§ YOUR INSTRUCTIONS
Each line from the opening of the records that follow to the line with "pub struct MapConfig" needs to be written out exactly. Add nothing.

§ INPUT
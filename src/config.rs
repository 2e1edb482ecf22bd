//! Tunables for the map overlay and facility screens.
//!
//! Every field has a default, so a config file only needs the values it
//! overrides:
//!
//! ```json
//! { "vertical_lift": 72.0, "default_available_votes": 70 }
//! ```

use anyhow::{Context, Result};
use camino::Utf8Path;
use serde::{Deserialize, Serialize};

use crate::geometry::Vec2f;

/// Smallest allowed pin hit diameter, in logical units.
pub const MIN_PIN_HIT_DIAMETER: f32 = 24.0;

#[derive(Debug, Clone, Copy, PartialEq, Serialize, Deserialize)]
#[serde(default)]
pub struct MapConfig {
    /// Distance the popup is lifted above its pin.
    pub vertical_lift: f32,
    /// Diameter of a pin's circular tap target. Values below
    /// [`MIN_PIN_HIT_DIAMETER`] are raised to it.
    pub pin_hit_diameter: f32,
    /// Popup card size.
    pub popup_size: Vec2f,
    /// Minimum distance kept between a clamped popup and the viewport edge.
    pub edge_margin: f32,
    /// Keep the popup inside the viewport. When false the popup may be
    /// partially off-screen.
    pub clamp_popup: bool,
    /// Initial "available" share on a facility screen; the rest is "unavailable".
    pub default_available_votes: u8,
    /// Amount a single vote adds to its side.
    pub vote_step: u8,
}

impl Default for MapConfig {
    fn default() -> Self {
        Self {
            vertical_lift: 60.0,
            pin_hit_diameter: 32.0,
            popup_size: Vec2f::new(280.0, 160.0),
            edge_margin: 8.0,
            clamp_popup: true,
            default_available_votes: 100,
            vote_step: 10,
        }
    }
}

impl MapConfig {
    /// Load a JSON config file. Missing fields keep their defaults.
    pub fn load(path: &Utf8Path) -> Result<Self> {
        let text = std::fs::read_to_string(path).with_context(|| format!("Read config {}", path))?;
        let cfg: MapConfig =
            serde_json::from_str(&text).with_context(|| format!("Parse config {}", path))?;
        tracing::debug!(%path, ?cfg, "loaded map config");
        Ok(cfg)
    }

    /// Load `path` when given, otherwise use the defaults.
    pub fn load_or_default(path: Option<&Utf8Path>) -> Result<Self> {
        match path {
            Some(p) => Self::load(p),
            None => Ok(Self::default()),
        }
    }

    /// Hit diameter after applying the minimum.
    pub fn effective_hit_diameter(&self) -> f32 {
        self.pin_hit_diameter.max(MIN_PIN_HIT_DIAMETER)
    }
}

§ THE COMPLETED TASK
filename src/config.rs
repository 2e1edb482ecf22bd
//! Tunables for the map overlay and facility screens.
//!
//! Every field has a default, so a config file only needs the values it
//! overrides:
//!
//! ```json
//! { "vertical_lift": 72.0, "default_available_votes": 70 }
//! ```

use anyhow::{Context, Result};
use camino::Utf8Path;
use serde::{Deserialize, Serialize};

use crate::geometry::Vec2f;

/// Smallest allowed pin hit diameter, in logical units.
pub const MIN_PIN_HIT_DIAMETER: f32 = 24.0;

#[derive(Debug, Clone, Copy, PartialEq, Serialize, Deserialize)]
#[serde(default)]
pub struct MapConfig {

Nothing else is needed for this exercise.